[[ Entries supplied open ]]
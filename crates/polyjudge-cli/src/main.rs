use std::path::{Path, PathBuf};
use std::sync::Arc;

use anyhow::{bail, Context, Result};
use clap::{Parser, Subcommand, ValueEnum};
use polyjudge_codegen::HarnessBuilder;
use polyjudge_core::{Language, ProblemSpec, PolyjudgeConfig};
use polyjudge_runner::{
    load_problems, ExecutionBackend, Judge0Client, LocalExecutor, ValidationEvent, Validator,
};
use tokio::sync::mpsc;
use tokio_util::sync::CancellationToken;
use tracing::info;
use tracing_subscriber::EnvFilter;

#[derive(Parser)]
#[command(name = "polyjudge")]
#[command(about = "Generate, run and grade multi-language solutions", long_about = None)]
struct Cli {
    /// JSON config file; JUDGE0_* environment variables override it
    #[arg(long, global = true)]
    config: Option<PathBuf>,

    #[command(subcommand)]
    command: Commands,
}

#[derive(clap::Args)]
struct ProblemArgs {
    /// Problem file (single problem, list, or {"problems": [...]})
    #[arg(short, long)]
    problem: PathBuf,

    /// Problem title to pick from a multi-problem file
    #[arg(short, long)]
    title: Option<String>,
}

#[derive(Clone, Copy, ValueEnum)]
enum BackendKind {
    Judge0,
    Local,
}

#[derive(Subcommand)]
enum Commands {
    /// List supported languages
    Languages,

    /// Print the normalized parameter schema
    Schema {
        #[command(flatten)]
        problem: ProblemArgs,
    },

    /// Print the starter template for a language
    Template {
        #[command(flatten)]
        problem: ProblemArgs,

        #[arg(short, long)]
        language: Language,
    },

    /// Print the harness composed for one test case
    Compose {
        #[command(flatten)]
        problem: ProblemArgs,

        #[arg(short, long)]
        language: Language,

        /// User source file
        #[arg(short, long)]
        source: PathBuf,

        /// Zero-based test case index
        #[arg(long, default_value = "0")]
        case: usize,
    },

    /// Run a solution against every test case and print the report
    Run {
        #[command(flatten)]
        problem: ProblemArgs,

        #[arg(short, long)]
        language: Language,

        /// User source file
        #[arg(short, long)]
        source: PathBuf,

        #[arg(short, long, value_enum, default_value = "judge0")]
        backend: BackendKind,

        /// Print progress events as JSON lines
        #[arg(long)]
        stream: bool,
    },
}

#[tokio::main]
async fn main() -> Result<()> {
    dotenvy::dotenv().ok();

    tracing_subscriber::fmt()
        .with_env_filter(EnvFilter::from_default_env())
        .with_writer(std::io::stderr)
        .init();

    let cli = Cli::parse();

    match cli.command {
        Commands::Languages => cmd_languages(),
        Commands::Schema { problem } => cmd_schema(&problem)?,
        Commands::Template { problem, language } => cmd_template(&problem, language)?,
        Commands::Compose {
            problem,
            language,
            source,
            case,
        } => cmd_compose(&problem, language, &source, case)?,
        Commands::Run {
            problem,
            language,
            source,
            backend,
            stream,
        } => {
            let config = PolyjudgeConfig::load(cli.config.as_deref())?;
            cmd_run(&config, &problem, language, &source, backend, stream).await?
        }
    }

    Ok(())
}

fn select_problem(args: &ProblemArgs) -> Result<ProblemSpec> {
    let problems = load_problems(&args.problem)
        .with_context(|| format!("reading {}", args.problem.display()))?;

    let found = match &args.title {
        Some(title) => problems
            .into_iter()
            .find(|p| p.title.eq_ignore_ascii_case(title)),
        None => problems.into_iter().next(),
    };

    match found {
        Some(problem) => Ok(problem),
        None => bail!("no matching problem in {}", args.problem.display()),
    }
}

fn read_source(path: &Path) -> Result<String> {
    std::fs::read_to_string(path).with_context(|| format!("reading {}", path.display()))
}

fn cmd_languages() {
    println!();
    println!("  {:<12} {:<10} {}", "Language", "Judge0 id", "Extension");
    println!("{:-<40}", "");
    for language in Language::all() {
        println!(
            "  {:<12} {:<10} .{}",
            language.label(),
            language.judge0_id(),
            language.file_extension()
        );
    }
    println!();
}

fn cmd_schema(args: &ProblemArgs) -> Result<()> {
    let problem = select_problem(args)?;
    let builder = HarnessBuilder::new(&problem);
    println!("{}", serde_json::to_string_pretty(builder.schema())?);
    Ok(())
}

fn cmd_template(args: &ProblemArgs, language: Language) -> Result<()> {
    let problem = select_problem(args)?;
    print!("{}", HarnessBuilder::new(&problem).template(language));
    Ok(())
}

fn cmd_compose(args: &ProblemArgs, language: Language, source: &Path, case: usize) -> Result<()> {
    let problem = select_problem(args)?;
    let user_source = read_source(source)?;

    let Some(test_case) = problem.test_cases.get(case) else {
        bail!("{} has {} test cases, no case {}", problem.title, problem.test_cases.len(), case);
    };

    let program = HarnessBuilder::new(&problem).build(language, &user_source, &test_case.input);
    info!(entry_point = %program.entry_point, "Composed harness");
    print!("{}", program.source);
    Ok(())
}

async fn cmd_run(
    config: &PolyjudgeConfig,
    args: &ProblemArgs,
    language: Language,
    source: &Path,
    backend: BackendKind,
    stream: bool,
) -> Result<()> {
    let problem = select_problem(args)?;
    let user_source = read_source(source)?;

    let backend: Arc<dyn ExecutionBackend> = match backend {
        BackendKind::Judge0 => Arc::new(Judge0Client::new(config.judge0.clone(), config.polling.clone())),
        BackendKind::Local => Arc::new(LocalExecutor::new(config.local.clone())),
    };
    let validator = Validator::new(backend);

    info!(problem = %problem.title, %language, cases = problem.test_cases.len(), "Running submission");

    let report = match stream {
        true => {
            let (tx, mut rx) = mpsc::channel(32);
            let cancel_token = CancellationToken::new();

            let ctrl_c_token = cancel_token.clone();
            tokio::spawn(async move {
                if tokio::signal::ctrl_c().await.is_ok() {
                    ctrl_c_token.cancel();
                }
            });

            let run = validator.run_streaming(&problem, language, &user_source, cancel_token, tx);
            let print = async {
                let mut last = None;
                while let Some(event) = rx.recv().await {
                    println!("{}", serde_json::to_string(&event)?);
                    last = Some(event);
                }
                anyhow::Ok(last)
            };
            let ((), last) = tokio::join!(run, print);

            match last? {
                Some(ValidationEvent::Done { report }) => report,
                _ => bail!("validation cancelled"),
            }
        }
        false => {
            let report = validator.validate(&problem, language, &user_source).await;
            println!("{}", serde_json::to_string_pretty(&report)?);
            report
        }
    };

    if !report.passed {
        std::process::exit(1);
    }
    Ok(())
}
[[ Entries supplied closed ]]
Could you retype exactly the lines from the one containing "let ((), last)" through the final line of the data above, and no others?

            let ((), last) = tokio::join!(run, print);

            match last? {
                Some(ValidationEvent::Done { report }) => report,
                _ => bail!("validation cancelled"),
            }
        }
        false => {
            let report = validator.validate(&problem, language, &user_source).await;
            println!("{}", serde_json::to_string_pretty(&report)?);
            report
        }
    };

    if !report.passed {
        std::process::exit(1);
    }
    Ok(())
}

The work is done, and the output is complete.